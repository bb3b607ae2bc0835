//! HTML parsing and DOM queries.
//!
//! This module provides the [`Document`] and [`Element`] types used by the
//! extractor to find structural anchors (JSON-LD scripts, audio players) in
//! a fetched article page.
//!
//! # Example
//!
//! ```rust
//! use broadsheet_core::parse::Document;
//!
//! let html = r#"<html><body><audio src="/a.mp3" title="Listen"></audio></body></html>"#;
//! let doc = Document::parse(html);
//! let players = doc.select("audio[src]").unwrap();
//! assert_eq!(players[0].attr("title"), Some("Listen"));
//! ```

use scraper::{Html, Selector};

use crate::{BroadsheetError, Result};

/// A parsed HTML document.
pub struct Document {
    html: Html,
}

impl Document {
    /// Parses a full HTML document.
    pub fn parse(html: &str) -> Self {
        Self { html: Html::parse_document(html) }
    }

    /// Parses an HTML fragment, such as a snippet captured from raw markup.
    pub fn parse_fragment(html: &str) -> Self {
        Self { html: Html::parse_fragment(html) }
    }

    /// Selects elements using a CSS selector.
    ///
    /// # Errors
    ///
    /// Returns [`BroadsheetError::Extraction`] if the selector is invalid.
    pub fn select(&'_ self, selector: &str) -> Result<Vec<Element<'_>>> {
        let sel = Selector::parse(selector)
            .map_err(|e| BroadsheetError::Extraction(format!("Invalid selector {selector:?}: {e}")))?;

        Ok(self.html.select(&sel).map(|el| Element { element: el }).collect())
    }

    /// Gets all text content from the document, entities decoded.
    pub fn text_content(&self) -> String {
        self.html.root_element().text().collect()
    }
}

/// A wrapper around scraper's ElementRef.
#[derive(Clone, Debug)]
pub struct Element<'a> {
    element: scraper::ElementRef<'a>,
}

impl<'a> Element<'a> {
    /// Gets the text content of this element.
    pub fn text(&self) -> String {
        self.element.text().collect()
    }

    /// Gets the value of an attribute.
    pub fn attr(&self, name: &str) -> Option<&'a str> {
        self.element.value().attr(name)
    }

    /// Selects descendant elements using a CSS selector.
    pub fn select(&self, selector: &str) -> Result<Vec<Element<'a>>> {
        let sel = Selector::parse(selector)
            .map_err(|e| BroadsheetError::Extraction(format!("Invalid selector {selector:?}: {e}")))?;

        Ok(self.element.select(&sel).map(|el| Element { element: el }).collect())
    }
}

* * *

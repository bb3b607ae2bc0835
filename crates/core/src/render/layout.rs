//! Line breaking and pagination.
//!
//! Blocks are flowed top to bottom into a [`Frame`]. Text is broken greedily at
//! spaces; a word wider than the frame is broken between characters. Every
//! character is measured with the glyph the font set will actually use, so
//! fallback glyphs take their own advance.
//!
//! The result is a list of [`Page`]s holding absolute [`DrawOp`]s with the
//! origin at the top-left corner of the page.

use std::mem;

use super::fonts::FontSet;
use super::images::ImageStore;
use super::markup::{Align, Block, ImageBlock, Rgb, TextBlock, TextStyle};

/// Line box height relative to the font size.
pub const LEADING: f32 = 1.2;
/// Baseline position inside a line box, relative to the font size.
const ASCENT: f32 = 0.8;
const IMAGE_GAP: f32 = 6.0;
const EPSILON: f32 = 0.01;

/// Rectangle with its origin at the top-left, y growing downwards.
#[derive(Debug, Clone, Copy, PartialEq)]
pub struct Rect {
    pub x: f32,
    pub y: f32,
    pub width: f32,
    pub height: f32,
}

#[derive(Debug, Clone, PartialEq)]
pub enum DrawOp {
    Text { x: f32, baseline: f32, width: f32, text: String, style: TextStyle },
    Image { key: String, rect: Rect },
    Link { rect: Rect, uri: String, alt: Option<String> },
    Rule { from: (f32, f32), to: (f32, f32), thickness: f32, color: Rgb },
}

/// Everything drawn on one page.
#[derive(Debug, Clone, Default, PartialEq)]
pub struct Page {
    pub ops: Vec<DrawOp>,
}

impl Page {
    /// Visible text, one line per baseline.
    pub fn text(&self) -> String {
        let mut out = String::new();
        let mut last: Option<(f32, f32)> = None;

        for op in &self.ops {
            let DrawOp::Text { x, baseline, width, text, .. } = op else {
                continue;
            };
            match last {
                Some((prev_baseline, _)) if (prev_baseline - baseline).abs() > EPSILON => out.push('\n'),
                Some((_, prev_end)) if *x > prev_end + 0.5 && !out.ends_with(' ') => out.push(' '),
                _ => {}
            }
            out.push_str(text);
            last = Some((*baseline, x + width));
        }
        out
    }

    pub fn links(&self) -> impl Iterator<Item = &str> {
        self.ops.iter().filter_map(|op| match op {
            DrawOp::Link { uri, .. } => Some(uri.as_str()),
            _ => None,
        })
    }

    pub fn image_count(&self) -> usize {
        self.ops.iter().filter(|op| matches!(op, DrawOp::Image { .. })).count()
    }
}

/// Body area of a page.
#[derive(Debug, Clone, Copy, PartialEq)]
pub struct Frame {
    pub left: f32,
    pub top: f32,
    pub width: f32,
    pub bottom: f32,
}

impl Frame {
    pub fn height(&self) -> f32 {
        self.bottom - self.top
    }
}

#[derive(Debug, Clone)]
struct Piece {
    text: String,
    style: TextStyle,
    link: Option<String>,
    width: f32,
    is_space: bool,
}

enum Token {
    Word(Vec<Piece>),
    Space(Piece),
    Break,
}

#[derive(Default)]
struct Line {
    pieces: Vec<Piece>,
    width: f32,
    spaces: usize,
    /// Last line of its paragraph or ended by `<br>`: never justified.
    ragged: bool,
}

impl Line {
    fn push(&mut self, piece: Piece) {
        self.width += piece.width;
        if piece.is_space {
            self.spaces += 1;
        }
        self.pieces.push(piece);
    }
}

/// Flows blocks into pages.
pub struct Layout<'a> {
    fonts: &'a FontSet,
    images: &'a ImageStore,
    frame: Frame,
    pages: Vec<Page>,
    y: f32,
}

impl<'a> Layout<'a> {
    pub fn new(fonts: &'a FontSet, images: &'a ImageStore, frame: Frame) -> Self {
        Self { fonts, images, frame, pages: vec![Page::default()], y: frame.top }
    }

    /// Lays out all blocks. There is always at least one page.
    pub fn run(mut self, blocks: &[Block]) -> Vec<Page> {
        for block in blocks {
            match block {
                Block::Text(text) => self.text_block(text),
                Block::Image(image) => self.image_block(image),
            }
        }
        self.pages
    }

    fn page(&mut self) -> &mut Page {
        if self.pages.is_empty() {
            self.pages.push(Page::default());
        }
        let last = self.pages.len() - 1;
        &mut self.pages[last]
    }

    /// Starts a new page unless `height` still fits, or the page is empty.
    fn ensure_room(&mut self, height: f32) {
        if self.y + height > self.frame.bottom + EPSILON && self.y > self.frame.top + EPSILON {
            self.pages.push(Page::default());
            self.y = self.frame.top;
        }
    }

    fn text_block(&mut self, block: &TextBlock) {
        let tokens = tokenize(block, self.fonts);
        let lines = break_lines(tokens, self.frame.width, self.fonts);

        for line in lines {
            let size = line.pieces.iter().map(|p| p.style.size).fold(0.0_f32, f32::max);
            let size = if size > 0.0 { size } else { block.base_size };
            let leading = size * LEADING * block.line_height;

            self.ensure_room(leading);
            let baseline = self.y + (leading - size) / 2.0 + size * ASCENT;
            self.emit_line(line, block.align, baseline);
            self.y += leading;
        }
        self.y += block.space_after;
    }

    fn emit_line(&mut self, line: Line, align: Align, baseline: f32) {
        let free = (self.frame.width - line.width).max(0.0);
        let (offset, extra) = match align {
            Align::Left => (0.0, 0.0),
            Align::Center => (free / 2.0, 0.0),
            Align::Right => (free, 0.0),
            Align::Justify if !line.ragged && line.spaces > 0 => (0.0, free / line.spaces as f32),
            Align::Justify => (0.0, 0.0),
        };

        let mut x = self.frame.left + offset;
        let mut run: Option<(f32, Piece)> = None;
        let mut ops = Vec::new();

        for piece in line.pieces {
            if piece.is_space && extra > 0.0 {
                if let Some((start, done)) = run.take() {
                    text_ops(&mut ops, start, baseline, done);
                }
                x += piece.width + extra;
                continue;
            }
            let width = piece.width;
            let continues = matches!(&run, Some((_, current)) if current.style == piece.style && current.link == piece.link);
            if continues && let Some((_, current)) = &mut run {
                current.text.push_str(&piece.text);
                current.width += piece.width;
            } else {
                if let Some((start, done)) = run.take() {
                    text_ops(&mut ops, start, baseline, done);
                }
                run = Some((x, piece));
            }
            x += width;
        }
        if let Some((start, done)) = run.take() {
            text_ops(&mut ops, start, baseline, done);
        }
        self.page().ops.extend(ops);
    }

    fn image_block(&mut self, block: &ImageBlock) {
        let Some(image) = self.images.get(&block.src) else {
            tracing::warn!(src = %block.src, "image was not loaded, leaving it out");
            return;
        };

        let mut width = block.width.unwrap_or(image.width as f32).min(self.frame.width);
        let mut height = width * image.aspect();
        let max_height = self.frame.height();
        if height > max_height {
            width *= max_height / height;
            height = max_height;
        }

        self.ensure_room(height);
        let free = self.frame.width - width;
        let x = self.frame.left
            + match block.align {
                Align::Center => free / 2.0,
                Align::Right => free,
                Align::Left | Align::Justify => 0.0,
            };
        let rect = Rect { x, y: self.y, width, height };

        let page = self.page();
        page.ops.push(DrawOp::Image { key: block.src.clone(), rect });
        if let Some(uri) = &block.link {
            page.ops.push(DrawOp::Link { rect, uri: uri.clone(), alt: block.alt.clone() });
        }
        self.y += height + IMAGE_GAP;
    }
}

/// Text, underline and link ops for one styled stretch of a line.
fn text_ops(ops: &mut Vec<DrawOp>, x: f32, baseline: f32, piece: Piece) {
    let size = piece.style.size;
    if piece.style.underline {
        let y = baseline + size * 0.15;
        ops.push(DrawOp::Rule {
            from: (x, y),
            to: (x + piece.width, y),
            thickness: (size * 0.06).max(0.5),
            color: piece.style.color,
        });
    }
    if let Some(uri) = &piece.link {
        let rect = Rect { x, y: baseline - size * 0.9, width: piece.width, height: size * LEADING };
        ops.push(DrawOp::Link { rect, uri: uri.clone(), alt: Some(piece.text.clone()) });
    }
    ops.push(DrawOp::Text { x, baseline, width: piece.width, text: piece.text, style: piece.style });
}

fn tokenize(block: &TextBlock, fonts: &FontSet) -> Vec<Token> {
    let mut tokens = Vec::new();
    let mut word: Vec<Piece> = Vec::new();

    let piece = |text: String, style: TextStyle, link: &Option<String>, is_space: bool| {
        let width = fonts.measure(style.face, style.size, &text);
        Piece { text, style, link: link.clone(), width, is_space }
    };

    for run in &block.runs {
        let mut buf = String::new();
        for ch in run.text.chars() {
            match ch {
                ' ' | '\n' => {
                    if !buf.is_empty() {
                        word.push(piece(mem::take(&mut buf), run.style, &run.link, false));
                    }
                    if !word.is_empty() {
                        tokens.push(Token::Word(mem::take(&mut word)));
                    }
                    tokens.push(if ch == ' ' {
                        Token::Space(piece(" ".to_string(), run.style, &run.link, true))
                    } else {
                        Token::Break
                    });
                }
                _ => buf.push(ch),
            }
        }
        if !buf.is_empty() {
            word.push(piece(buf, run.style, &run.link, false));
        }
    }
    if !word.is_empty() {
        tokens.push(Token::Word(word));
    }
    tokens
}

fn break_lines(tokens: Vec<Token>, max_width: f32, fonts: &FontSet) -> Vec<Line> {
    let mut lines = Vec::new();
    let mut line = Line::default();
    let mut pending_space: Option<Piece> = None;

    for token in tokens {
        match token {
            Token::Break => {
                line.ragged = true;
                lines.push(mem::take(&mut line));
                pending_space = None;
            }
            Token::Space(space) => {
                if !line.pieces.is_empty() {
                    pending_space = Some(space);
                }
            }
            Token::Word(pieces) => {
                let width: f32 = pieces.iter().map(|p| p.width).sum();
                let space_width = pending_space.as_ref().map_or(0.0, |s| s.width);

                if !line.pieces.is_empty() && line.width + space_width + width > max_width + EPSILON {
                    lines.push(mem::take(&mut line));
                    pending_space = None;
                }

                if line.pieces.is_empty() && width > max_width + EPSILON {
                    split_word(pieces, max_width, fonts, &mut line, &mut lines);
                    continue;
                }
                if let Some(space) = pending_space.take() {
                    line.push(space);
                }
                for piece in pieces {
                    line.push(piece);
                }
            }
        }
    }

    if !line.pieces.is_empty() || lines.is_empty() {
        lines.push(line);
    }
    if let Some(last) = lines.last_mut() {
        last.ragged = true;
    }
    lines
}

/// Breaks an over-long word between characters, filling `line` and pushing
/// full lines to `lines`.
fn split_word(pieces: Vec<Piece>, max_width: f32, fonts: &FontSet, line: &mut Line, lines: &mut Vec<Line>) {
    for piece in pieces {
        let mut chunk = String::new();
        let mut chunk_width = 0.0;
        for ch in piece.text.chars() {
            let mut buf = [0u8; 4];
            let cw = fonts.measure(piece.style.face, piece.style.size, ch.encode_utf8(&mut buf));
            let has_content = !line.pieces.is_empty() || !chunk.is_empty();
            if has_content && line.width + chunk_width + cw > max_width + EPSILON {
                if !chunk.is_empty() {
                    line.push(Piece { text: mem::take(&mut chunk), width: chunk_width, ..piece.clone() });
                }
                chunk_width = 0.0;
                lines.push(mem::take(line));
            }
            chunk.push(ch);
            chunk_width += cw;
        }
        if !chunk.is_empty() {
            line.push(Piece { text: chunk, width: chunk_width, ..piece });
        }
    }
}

THE TASK -
Of all the entries above, repeat only the lines from the line that has "self.ensure_room(height);" to the line that has "self.y, width, height", both lines included, exactly.

FINAL ANSWER -
        self.ensure_room(height);
        let free = self.frame.width - width;
        let x = self.frame.left
            + match block.align {
                Align::Center => free / 2.0,
                Align::Right => free,
                Align::Left | Align::Justify => 0.0,
            };
        let rect = Rect { x, y: self.y, width, height };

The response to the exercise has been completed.